The BJP’s victory rath (chariot) came to a halt outside the Muslim-dominated Kashmir valley, showing that it is only the party’s vote bank of the Hindus of Jammu who supported it while the Muslims gave it a wide berth since the BJP could secure only 2.2 percent of the votes in the valley. The politics of Jammu and Kashmir is unlike rest of the country, it being the only Muslim majority state population wise.
The minorities clearly are still scared of the aggressive anti-Muslim and anti-Christian campaigns of the RSS and its affiliates like the Vishwa Hindu Parishad (VHP) and the Bajrang Dal. There is not an iota of doubt that it is these groups which provided all the groundwork preparations in both the Lok Sabha as well as the Assembly elections.
It is important to note for Team Modi, however, that the same educated population which was wooed by promises of economic escalation will easily be the first to launch scathing attacks if Team Modi does not set things in order. The Love Jihads, Ghar waapsis, Bahu lao-beti bachaos and many such programs are enough reason for the minorities to again barricade themselves away from the BJP after warming up to it.
Although he has partially succeeded in taming the hardliners by persuading them to put off the issue of constructing the Ram temple by a year in keeping with his Independence Day call for a moratorium on sectarian animosity, he doesn’t seem to have reckoned with the penchant of the extremists to conceive of one divisive idea after another.
One can agree that the Mughals, forcibly converted people in the Mughal era and that as a result the fundamentalist Hindu groups detest it to date. Why would converting people, now from other religion brackets, back into Hindus not incite the same hate in other fundamentalist groups is the simplest question any leader needs to think over.
It is worth recalling that the BJP’s success in May was the culmination of a series of political victories which saw the party win assembly elections in Madhya Pradesh, Chhattisgarh and Rajasthan and emerge as the first party in Delhi at the end of 2013.
PM Modi has all the requisites of a winner – charisma, oratorical skill, a forward-looking economic agenda and administrative acumen with a hands-on approach.

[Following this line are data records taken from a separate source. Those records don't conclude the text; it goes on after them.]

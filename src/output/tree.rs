//! Text formatter for a built tree
//!
//! A directory is rendered in two passes: first one line per child, then,
//! for each child directory, a blank line, a `path/name:` header, and that
//! directory's own two passes. Every child of a directory is therefore
//! listed before any of its subdirectories is expanded.

use std::borrow::Cow;
use std::io::{self, Write};

use termcolor::{Buffer, Color, ColorChoice, ColorSpec, StandardStream, WriteColor};
use tracing::debug;

use crate::tree::{Entry, ListingStatus};

use super::config::OutputConfig;

/// Printed in place of a path prefix that could not be built.
pub const PATH_SENTINEL: &str = "PATHTOOLONG.../";

/// Formatter for the categorized listing.
pub struct TreePrinter {
    config: OutputConfig,
}

impl TreePrinter {
    pub fn new(config: OutputConfig) -> Self {
        Self { config }
    }

    /// Render `entry` to a string, without color.
    pub fn format(&self, entry: &Entry) -> String {
        let mut buffer = Buffer::no_color();
        let _ = self.write(entry, &mut buffer);
        String::from_utf8_lossy(buffer.as_slice()).into_owned()
    }

    /// Print `entry` to stdout. `use_color` forces color; the caller has
    /// already decided whether the terminal wants it.
    pub fn print(&self, entry: &Entry) -> io::Result<()> {
        let choice = if self.config.use_color {
            ColorChoice::Always
        } else {
            ColorChoice::Never
        };
        let mut stdout = StandardStream::stdout(choice);
        self.write(entry, &mut stdout)?;
        stdout.flush()
    }

    /// Render `entry` into any color-capable writer.
    pub fn write<W: WriteColor>(&self, entry: &Entry, out: &mut W) -> io::Result<()> {
        match entry {
            Entry::Regular { name, size } => write_regular(out, name, *size),
            Entry::Directory {
                name,
                children,
                status,
            } => self.render_directory(out, "", name, children, status),
            Entry::Other { name } => write_other(out, name),
        }
    }

    fn render_directory<W: WriteColor>(
        &self,
        out: &mut W,
        path_prefix: &str,
        dir_name: &str,
        children: &[Entry],
        status: &ListingStatus,
    ) -> io::Result<()> {
        writeln!(out)?;
        out.set_color(ColorSpec::new().set_fg(Some(Color::Blue)).set_bold(true))?;
        write!(out, "{}{}:", path_prefix, dir_name)?;
        out.reset()?;
        writeln!(out)?;

        if self.config.show_status {
            write_status(out, status)?;
        }

        for child in children {
            match child {
                Entry::Regular { name, size } => write_regular(out, name, *size)?,
                Entry::Directory { name, .. } => {
                    out.set_color(ColorSpec::new().set_fg(Some(Color::Blue)))?;
                    write!(out, "{}", name)?;
                    out.reset()?;
                    writeln!(out, " (directory)")?;
                }
                Entry::Other { name } => write_other(out, name)?,
            }
        }

        let mut nested_prefix: Option<Cow<'static, str>> = None;
        for child in children {
            if let Entry::Directory {
                name,
                children,
                status,
            } = child
            {
                let prefix = nested_prefix
                    .get_or_insert_with(|| self.child_prefix(path_prefix, dir_name));
                self.render_directory(out, &**prefix, name, children, status)?;
            }
        }

        Ok(())
    }

    /// `path_prefix + dir_name + "/"`, or the sentinel when that cannot be
    /// built.
    fn child_prefix(&self, path_prefix: &str, dir_name: &str) -> Cow<'static, str> {
        let len = path_prefix.len() + dir_name.len() + 1;
        if self.config.max_path_len.is_some_and(|max| len > max) {
            debug!(len, "path prefix over limit, using sentinel");
            return Cow::Borrowed(PATH_SENTINEL);
        }

        let mut path = String::new();
        if path.try_reserve_exact(len).is_err() {
            debug!(len, "cannot allocate path prefix, using sentinel");
            return Cow::Borrowed(PATH_SENTINEL);
        }
        path.push_str(path_prefix);
        path.push_str(dir_name);
        path.push('/');
        Cow::Owned(path)
    }
}

fn write_regular<W: WriteColor>(out: &mut W, name: &str, size: u64) -> io::Result<()> {
    writeln!(out, "{} (regular, {} Bytes)", name, size)
}

fn write_other<W: WriteColor>(out: &mut W, name: &str) -> io::Result<()> {
    writeln!(out, "{} (other)", name)
}

fn write_status<W: WriteColor>(out: &mut W, status: &ListingStatus) -> io::Result<()> {
    let marker = match status {
        ListingStatus::Complete => return Ok(()),
        ListingStatus::Unreadable { reason } => format!("(unreadable: {})", reason),
        ListingStatus::Incomplete { failures } => {
            let noun = if failures.len() == 1 { "entry" } else { "entries" };
            format!("(incomplete: {} {} skipped)", failures.len(), noun)
        }
        ListingStatus::DepthLimited => "(depth limit reached)".to_string(),
    };
    out.set_color(ColorSpec::new().set_fg(Some(Color::Yellow)))?;
    write!(out, "{}", marker)?;
    out.reset()?;
    writeln!(out)
}

#[cfg(test)]
mod tests {
    use super::*;

    fn file(name: &str, size: u64) -> Entry {
        Entry::Regular {
            name: name.to_string(),
            size,
        }
    }

    fn dir(name: &str, children: Vec<Entry>) -> Entry {
        Entry::Directory {
            name: name.to_string(),
            children,
            status: ListingStatus::Complete,
        }
    }

    fn plain() -> TreePrinter {
        TreePrinter::new(OutputConfig::default())
    }

    #[test]
    fn test_regular_root() {
        assert_eq!(plain().format(&file("a.txt", 5)), "a.txt (regular, 5 Bytes)\n");
    }

    #[test]
    fn test_other_root() {
        let entry = Entry::Other {
            name: "null".to_string(),
        };
        assert_eq!(plain().format(&entry), "null (other)\n");
    }

    #[test]
    fn test_empty_directory() {
        assert_eq!(plain().format(&dir("root", vec![])), "\nroot:\n");
    }

    #[test]
    fn test_file_then_subdirectory() {
        let tree = dir(
            "root",
            vec![file("a.txt", 3), dir("sub", vec![file("b.txt", 0)])],
        );
        assert_eq!(
            plain().format(&tree),
            "\nroot:\n\
             a.txt (regular, 3 Bytes)\n\
             sub (directory)\n\
             \n\
             root/sub:\n\
             b.txt (regular, 0 Bytes)\n"
        );
    }

    #[test]
    fn test_children_listed_before_expansion() {
        let tree = dir(
            "r",
            vec![
                file("f", 1),
                dir("x", vec![dir("deep", vec![])]),
                dir("y", vec![Entry::Other {
                    name: "sock".to_string(),
                }]),
            ],
        );
        assert_eq!(
            plain().format(&tree),
            "\nr:\n\
             f (regular, 1 Bytes)\n\
             x (directory)\n\
             y (directory)\n\
             \n\
             r/x:\n\
             deep (directory)\n\
             \n\
             r/x/deep:\n\
             \n\
             r/y:\n\
             sock (other)\n"
        );
    }

    #[test]
    fn test_root_path_used_verbatim_in_headers() {
        let tree = dir("/tmp/data", vec![dir("logs", vec![])]);
        let output = plain().format(&tree);
        assert!(output.contains("\n/tmp/data:\n"), "{output}");
        assert!(output.contains("\n/tmp/data/logs:\n"), "{output}");
    }

    #[test]
    fn test_unreadable_marker() {
        let tree = Entry::Directory {
            name: "root".to_string(),
            children: vec![],
            status: ListingStatus::Unreadable {
                reason: "permission denied".to_string(),
            },
        };
        assert_eq!(
            plain().format(&tree),
            "\nroot:\n(unreadable: permission denied)\n"
        );
    }

    #[test]
    fn test_incomplete_marker_precedes_children() {
        let tree = Entry::Directory {
            name: "root".to_string(),
            children: vec![file("kept", 1)],
            status: ListingStatus::Incomplete {
                failures: vec!["x".to_string(), "y".to_string()],
            },
        };
        assert_eq!(
            plain().format(&tree),
            "\nroot:\n(incomplete: 2 entries skipped)\nkept (regular, 1 Bytes)\n"
        );
    }

    #[test]
    fn test_depth_limited_marker() {
        let tree = dir(
            "root",
            vec![Entry::Directory {
                name: "deep".to_string(),
                children: vec![],
                status: ListingStatus::DepthLimited,
            }],
        );
        let output = plain().format(&tree);
        assert!(output.ends_with("\nroot/deep:\n(depth limit reached)\n"), "{output}");
    }

    #[test]
    fn test_markers_can_be_hidden() {
        let printer = TreePrinter::new(OutputConfig {
            show_status: false,
            ..Default::default()
        });
        let tree = Entry::Directory {
            name: "root".to_string(),
            children: vec![],
            status: ListingStatus::Unreadable {
                reason: "gone".to_string(),
            },
        };
        assert_eq!(printer.format(&tree), "\nroot:\n");
    }

    #[test]
    fn test_sentinel_when_path_too_long() {
        let printer = TreePrinter::new(OutputConfig {
            max_path_len: Some(8),
            ..Default::default()
        });
        let tree = dir(
            "root",
            vec![dir("abc", vec![dir("defgh", vec![file("z", 2)])])],
        );
        assert_eq!(
            printer.format(&tree),
            "\nroot:\n\
             abc (directory)\n\
             \n\
             root/abc:\n\
             defgh (directory)\n\
             \n\
             PATHTOOLONG.../defgh:\n\
             z (regular, 2 Bytes)\n"
        );
    }

    #[test]
    fn test_color_output_contains_same_text() {
        let printer = TreePrinter::new(OutputConfig {
            use_color: true,
            ..Default::default()
        });
        let mut buffer = Buffer::ansi();
        let tree = dir("root", vec![dir("sub", vec![])]);
        printer.write(&tree, &mut buffer).unwrap();
        let colored = String::from_utf8(buffer.into_inner()).unwrap();
        assert!(colored.contains("\x1b["), "expected escape codes: {colored:?}");
        assert!(colored.contains(" (directory)"));
        assert!(colored.contains("root/sub:"));
    }
}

But his Achilles heel is the RSS, VHP and other Hindu groups like the Dharma Jagran Samiti, which has been organising the proselytizing ‘ghar wapas’ (homecoming) campaigns to woo the minorities back into the Hindu fold.
Modi is not unaware of what’s hobbling him. But, in a way, he is helpless because having spent all his life in the RSS shakhas and among its karyakartas (workers) – Modi himself was once a pracharak.
It must be now very difficult for him to turn against them even if he knows that they are harming his development plans.
This is evident in the government-forming negotiations between the BJP and Muslim-majority parties of the Kashmir valley like the People’s Democratic Party and the National Conference, which the saffron hawks regard as pro-separatist and, therefore, anti-national.
Unless Modi can resolve these contradictions between a 21st century government and the Hindutva bodies by coming down heavily on the latter and resolutely pursuing economic reforms, the earlier optimism associated with him will disappear.
The gainer from any such inability will be the Congress and the other opposition parties whose stalling of parliament over the antics of the saffron activists has compelled Modi to take the ordinance route to pass crucial pro-reforms laws. But such bulldozing tactics are a sign of the prime minister’s, and the democratic system’s, failure.